Aims/hypothesis Recent studies have shown that mesenchymal stem cells (MSCs) secrete several factors that improve survival and function of transplanted islets. Implantation of islets beneath the kidney capsule results in morphological changes, due to interactions of the graft with the host, thus impairing islet function. We co-transplanted MSCs with islets to determine their effects on the remodelling process and studied graft function in a mouse model of minimal islet mass. Methods Islets were syngeneically transplanted, either alone or with kidney-derived MSCs, underneath the kidney capsule of streptozotocin-induced diabetic C57Bl/6 mice. Blood glucose levels were monitored and intraperitoneal glucose tolerance tests carried out. Hormone contents of grafts and pancreas were assessed by radioimmunoassay. Graft morphology and vascularisation were evaluated by immunohistochemistry. Results MSCs improved the capacity of islet grafts to reverse hyperglycaemia, with 92% of mice co-transplanted with MSCs reverting to normoglycaemia, compared with 42% of those transplanted with islets alone.
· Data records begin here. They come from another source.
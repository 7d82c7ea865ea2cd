//! Routing subsystem.
//!
//! # Data Flow
//! ```text
//! Incoming Request (Host header)
//!     → host.rs (extract + normalize host)
//!     → registry.rs (host lookup in reconciled snapshot/store)
//!     → Return: matched Service or NoMatch
//!
//! Reconciliation (timer, invalidation hook, or per lookup):
//!     source.rs (env / file / inline JSON mapping)
//!     → upsert each host into the store
//!     → delete hosts missing from the source
//!     → swap snapshot
//! ```
//!
//! # Design Decisions
//! - Routing is by host only; paths are never rewritten
//! - The declarative source is authoritative for which hosts exist;
//!   the store owns everything else about a service
//! - Explicit NoMatch rather than silent default

pub mod host;
pub mod registry;
pub mod source;

pub use host::{parse_host, request_host};
pub use registry::{ReconcileReport, ServiceRegistry};
pub use source::{ServiceSource, SourceEntry, SourceError};
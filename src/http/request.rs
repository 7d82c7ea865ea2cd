//! Request identification.
//!
//! # Responsibilities
//! - Assign `x-request-id` (UUID v4) when the client sent none
//! - Echo it on the response
//!
//! # Design Decisions
//! - The id is set before the trace span opens, so every log line of a
//!   request carries it
//! - The header stays on the request, so upstreams receive the same id

use axum::http::{HeaderMap, HeaderName};
use tower_http::request_id::{MakeRequestUuid, PropagateRequestIdLayer, SetRequestIdLayer};

pub static X_REQUEST_ID: HeaderName = HeaderName::from_static("x-request-id");

pub fn set_request_id_layer() -> SetRequestIdLayer<MakeRequestUuid> {
    SetRequestIdLayer::new(X_REQUEST_ID.clone(), MakeRequestUuid)
}

pub fn propagate_request_id_layer() -> PropagateRequestIdLayer {
    PropagateRequestIdLayer::new(X_REQUEST_ID.clone())
}

/// The request id, or `unknown` outside the layers.
pub fn request_id(headers: &HeaderMap) -> &str {
    headers
        .get(&X_REQUEST_ID)
        .and_then(|v| v.to_str().ok())
        .unwrap_or("unknown")
}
Average blood glucose concentrations were lower throughout the 1 month monitoring period in MSC co-transplanted mice. MSCs did not alter graft hormone content. Islets co-transplanted with MSCs maintained a morphology that more closely resembled that of islets in the endogenous pancreas, both in terms of size, and of endocrine and endothelial cell distribution. Vascular engraftment was superior in MSC co-transplanted mice, as shown by increased endothelial cell numbers within the endocrine tissue. Conclusions/interpretation Co-transplantation of islets with MSCs had a profound impact on the remodelling process, maintaining islet organisation and improving islet revascularisation. MSCs also improved the capacity of islets to reverse hyperglycaemia.